Two historians trace our economic mess and growing inequality to that dismal decade—the 1970s

These movements could have grown more rapidly had labor-law reform passed in the late 1970s, which would have made it easier to win union organizing drives, collective bargaining rights, and actual contracts. Cowie argues that the AFL-CIO hoped reform would shore up labor’s Southern flank. Stein notes that Carter and the New Democrats didn’t grasp that it would help the party build up a Southern political base. Reform’s failure meant a lost chance to organize the new working class in the service sector more extensively. Three decades later, even though Barack Obama’s election owed much to this new, broadly defined working class, he and his advisers still don’t get it. They continue to believe that there’s not enough of a constituency to put up a real fight for the Employee Free Choice Act, instead of recognizing that if they pass it and open the way to new unionization, they would build the mobilized constituency for a broader political and economic agenda.

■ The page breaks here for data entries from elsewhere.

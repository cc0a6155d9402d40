use std::collections::HashMap;

use crate::ast::ast::ExprId;

#[derive(Debug)]
struct Scope {
    label: String,
    /// Names whose first declaration happened in this scope
    introduced: Vec<String>,
}

/// Static declarations, used only by the type checker.
///
/// A name maps to the expression that most recently produced its value;
/// that expression is already annotated, so its type and shape can be read
/// back from the side table.
///
/// Leaving a scope forgets the names first declared inside it. A name that
/// already existed outside keeps whatever binding the inner scope gave it,
/// which mirrors how the runtime scope stack updates outer variables.
#[derive(Debug)]
pub struct SymbolTable {
    symbols: HashMap<String, ExprId>,
    scopes: Vec<Scope>,
}

impl Default for SymbolTable {
    fn default() -> Self {
        Self::new()
    }
}

impl SymbolTable {
    pub fn new() -> Self {
        SymbolTable {
            symbols: HashMap::new(),
            scopes: vec![Scope {
                label: String::from("program"),
                introduced: vec![],
            }],
        }
    }

    pub fn declare(&mut self, name: &str, producer: ExprId) {
        if self.symbols.insert(name.to_string(), producer).is_none() {
            if let Some(scope) = self.scopes.last_mut() {
                scope.introduced.push(name.to_string());
            }
        }
    }

    pub fn lookup(&self, name: &str) -> Option<ExprId> {
        self.symbols.get(name).copied()
    }

    pub fn push_scope(&mut self, label: &str) {
        self.scopes.push(Scope {
            label: label.to_string(),
            introduced: vec![],
        });
    }

    /// Leaves the innermost scope and returns its label. The program scope
    /// is never popped.
    pub fn pop_scope(&mut self) -> Option<String> {
        if self.scopes.len() == 1 {
            return None;
        }

        let scope = self.scopes.pop()?;
        for name in &scope.introduced {
            self.symbols.remove(name);
        }
        Some(scope.label)
    }

    pub fn depth(&self) -> usize {
        self.scopes.len()
    }
}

So why did the Democrats become so unresponsive to labor, workers, and industrial production? Did labor lose its economic and political power because the white, working-class male became so devalued culturally? Cowie can offer his declension narrative rooted in pop culture representations because he downplays the sectors where the union movement was growing. But it doesn’t enable him to deal fully with the politics. For expanding unions like SEIU, AFSCME, and AFT, collective bargaining was linked to public budgets. How much could they get the Democrats to keep listening to them as public budgets became more constrained for both political and economic reasons during the 1970s and 1980s?

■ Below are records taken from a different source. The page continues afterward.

use std::io::Write;

use crate::{
    ast::{
        ast::{ExprId, StmtId},
        expressions::ExprKind,
        statements::{AssignOp, StmtKind},
    },
    errors::errors::{Error, ErrorImpl},
    stack::ensure_sufficient_stack,
};

use super::{
    expr::{eval_expression, eval_int, eval_selectors, matrix_selectors, string_selection},
    interpreter::{ControlFlow, Interpreter},
    matrix::Selector,
    operators::arithmetic,
    value::Value,
};

pub fn exec_statement<W: Write>(
    interpreter: &mut Interpreter<'_, W>,
    id: StmtId,
) -> Result<ControlFlow, Error> {
    ensure_sufficient_stack(|| exec_kind(interpreter, id))
}

fn exec_kind<W: Write>(interpreter: &mut Interpreter<'_, W>, id: StmtId) -> Result<ControlFlow, Error> {
    let ast = interpreter.ast;
    let stmt = ast.stmt(id);

    match &stmt.kind {
        StmtKind::Block(body) => {
            for stmt in body {
                let flow = exec_statement(interpreter, *stmt)?;
                if flow != ControlFlow::Normal {
                    return Ok(flow);
                }
            }
            Ok(ControlFlow::Normal)
        }
        StmtKind::Assignment { target, op, value } => {
            exec_assignment(interpreter, *target, *op, *value)?;
            Ok(ControlFlow::Normal)
        }
        StmtKind::For {
            variable,
            range,
            body,
        } => {
            let (start, end) = match &ast.expr(*range).kind {
                ExprKind::Range { start, end } => {
                    (eval_int(interpreter, *start)?, eval_int(interpreter, *end)?)
                }
                _ => {
                    return Err(interpreter.expr_error(
                        ErrorImpl::InvalidIndex {
                            message: String::from("a for loop needs a range"),
                        },
                        *range,
                    ))
                }
            };
            tracing::trace!(variable = %variable, start, end, "for loop");

            interpreter.scoped("loop", |interpreter| {
                for i in start..end {
                    interpreter.memory.bind(variable, Value::Int(i));
                    match exec_statement(interpreter, *body)? {
                        ControlFlow::Break => break,
                        ControlFlow::Normal | ControlFlow::Continue => {}
                        flow @ ControlFlow::Return(_) => return Ok(flow),
                    }
                }
                Ok(ControlFlow::Normal)
            })
        }
        StmtKind::While { condition, body } => interpreter.scoped("loop", |interpreter| {
            while condition_holds(interpreter, *condition)? {
                match exec_statement(interpreter, *body)? {
                    ControlFlow::Break => break,
                    ControlFlow::Normal | ControlFlow::Continue => {}
                    flow @ ControlFlow::Return(_) => return Ok(flow),
                }
            }
            Ok(ControlFlow::Normal)
        }),
        StmtKind::If {
            condition,
            then_body,
            else_body,
        } => interpreter.scoped("if", |interpreter| {
            if condition_holds(interpreter, *condition)? {
                exec_statement(interpreter, *then_body)
            } else if let Some(else_body) = else_body {
                exec_statement(interpreter, *else_body)
            } else {
                Ok(ControlFlow::Normal)
            }
        }),
        StmtKind::Break => Ok(ControlFlow::Break),
        StmtKind::Continue => Ok(ControlFlow::Continue),
        StmtKind::Return(args) => {
            let mut values = Vec::with_capacity(args.len());
            for arg in args {
                values.push(eval_expression(interpreter, *arg)?);
            }
            Ok(ControlFlow::Return(values))
        }
        StmtKind::Print(args) => {
            let mut parts = Vec::with_capacity(args.len());
            for arg in args {
                parts.push(eval_expression(interpreter, *arg)?.to_string());
            }
            interpreter.write_line(&parts.join(", "), stmt.span)?;
            Ok(ControlFlow::Normal)
        }
    }
}

fn condition_holds<W: Write>(
    interpreter: &mut Interpreter<'_, W>,
    condition: ExprId,
) -> Result<bool, Error> {
    let value = eval_expression(interpreter, condition)?;
    value.truthiness().ok_or_else(|| {
        interpreter.expr_error(
            ErrorImpl::InvalidCondition {
                found: value.type_name().to_string(),
            },
            condition,
        )
    })
}

/// Compound assignment reads the target, applies the elementwise operator
/// and stores the result like a plain assignment.
fn exec_assignment<W: Write>(
    interpreter: &mut Interpreter<'_, W>,
    target: ExprId,
    op: AssignOp,
    value: ExprId,
) -> Result<(), Error> {
    let mut value = eval_expression(interpreter, value)?;

    if let AssignOp::Compound(op) = op {
        let current = eval_expression(interpreter, target)?;
        value = arithmetic(op, &current, &value)
            .map_err(|error| interpreter.expr_error(error, target))?;
    }

    assign(interpreter, target, value)
}

fn assign<W: Write>(interpreter: &mut Interpreter<'_, W>, target: ExprId, value: Value) -> Result<(), Error> {
    let ast = interpreter.ast;

    match &ast.expr(target).kind {
        ExprKind::Identifier(name) => {
            interpreter.memory.bind(name, value);
            Ok(())
        }
        ExprKind::Indexed { base, indices } => {
            let ExprKind::Identifier(name) = &ast.expr(*base).kind else {
                return Err(interpreter.expr_error(
                    ErrorImpl::InvalidIndex {
                        message: String::from("only a variable can be assigned into"),
                    },
                    *base,
                ));
            };
            let selectors = eval_selectors(interpreter, indices)?;

            let result = match interpreter.memory.get_mut(name) {
                Some(current) => assign_into(current, &selectors, value),
                None => Err(ErrorImpl::UndefinedVariable {
                    variable: name.clone(),
                }),
            };
            result.map_err(|error| interpreter.expr_error(error, target))
        }
        _ => Err(interpreter.expr_error(
            ErrorImpl::InvalidIndex {
                message: String::from("cannot assign to an expression"),
            },
            target,
        )),
    }
}

/// Writes `value` into the selected part of `current`. A string is
/// replaced by the unaffected prefix, the new text and the unaffected
/// suffix.
fn assign_into(current: &mut Value, selectors: &[Selector], value: Value) -> Result<(), ErrorImpl> {
    let mismatch = |target: &str, value: &Value| ErrorImpl::UnsupportedOperation {
        operator: String::from("="),
        left: target.to_string(),
        right: value.type_name().to_string(),
    };

    match current {
        Value::Str(text) => {
            let replacement = match value {
                Value::Str(replacement) => replacement,
                other => return Err(mismatch("string", &other)),
            };
            let (from, to) = string_selection(selectors, text.chars().count())?;
            let rebuilt: String = text
                .chars()
                .take(from)
                .chain(replacement.chars())
                .chain(text.chars().skip(to))
                .collect();
            *text = rebuilt;
            Ok(())
        }
        Value::Matrix(matrix) => {
            let (rows, cols) = matrix_selectors(matrix, selectors)?;
            let part = value.as_part().ok_or_else(|| mismatch("array", &value))?;
            matrix.assign(rows, cols, &part)?;
            Ok(())
        }
        other => Err(ErrorImpl::InvalidIndex {
            message: format!("{} cannot be indexed", other.type_name()),
        }),
    }
}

Here we have to come back to Stein’s structural story. First, Democratic politicians put themselves at the mercy of the bond market and bet that they could restrain the social welfare budget and labor demands. By the late 1970s, Democrats ended up pitting their key constituent groups–middle-class homeowners and public workers–against each other. Second, Democrats’ unwillingness to use interventionist microeconomic policy to make private-sector industrial capacity stronger meant the further erosion of a strong, long-term tax base–thus leading to greater borrowing from the financial markets, and finally driving cities and counties to gamble on new high-risk derivatives, collateralized debt obligations, and credit default swaps. As strong as service-sector and public-sector bargaining became over the last quarter of the twentieth century, its Achilles’ heel was always the strained public budget. And after all the havoc of the last two years, it’s still vulnerable to the bankers’ attacks.

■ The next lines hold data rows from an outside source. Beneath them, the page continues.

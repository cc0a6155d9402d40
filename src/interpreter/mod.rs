//! Evaluation of checked programs.
//!
//! - `value` - runtime values and how they print
//! - `matrix` - dense numeric arrays
//! - `memory` - the runtime scope stack
//! - `operators` - arithmetic and comparison shared by scalars and matrices
//! - `interpreter`, `stmt`, `expr` - the tree walk

pub mod expr;
pub mod interpreter;
pub mod matrix;
pub mod memory;
pub mod operators;
pub mod stmt;
pub mod value;

#[cfg(test)]
mod tests;
//! Error types and error reporting for the interpreter.
//!
//! This module defines the error types used throughout the pipeline:
//!
//! - Positioned errors for lexing, parsing and evaluation, which stop the run
//! - Line-numbered diagnostics collected by the type checker
//! - Helpful error messages and suggestions

pub mod errors;

#[cfg(test)]
mod tests;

The question that remains is what would actually tip the balance of power again in labor’s favor. To answer this question, both Stein’s structural approach and Cowie’s cultural one are essential. Workers have been legally disempowered in myriad ways and structurally blocked from acting collectively. Yet rethinking the meaning of work and democracy in the workplace is hard to do when there’s so little of it in the culture around us. As Cowie eloquently writes, workers’ prospects have been profoundly affected by “the shrinking outlets” and “diminished civic space” where issues of labor and collective action can be discussed. Reimagining economic security and national prosperity won’t come just through labor spokesmen at the top. We need new ways of seeing individual experience in political and social terms, and promoting action where those connections are most tangible.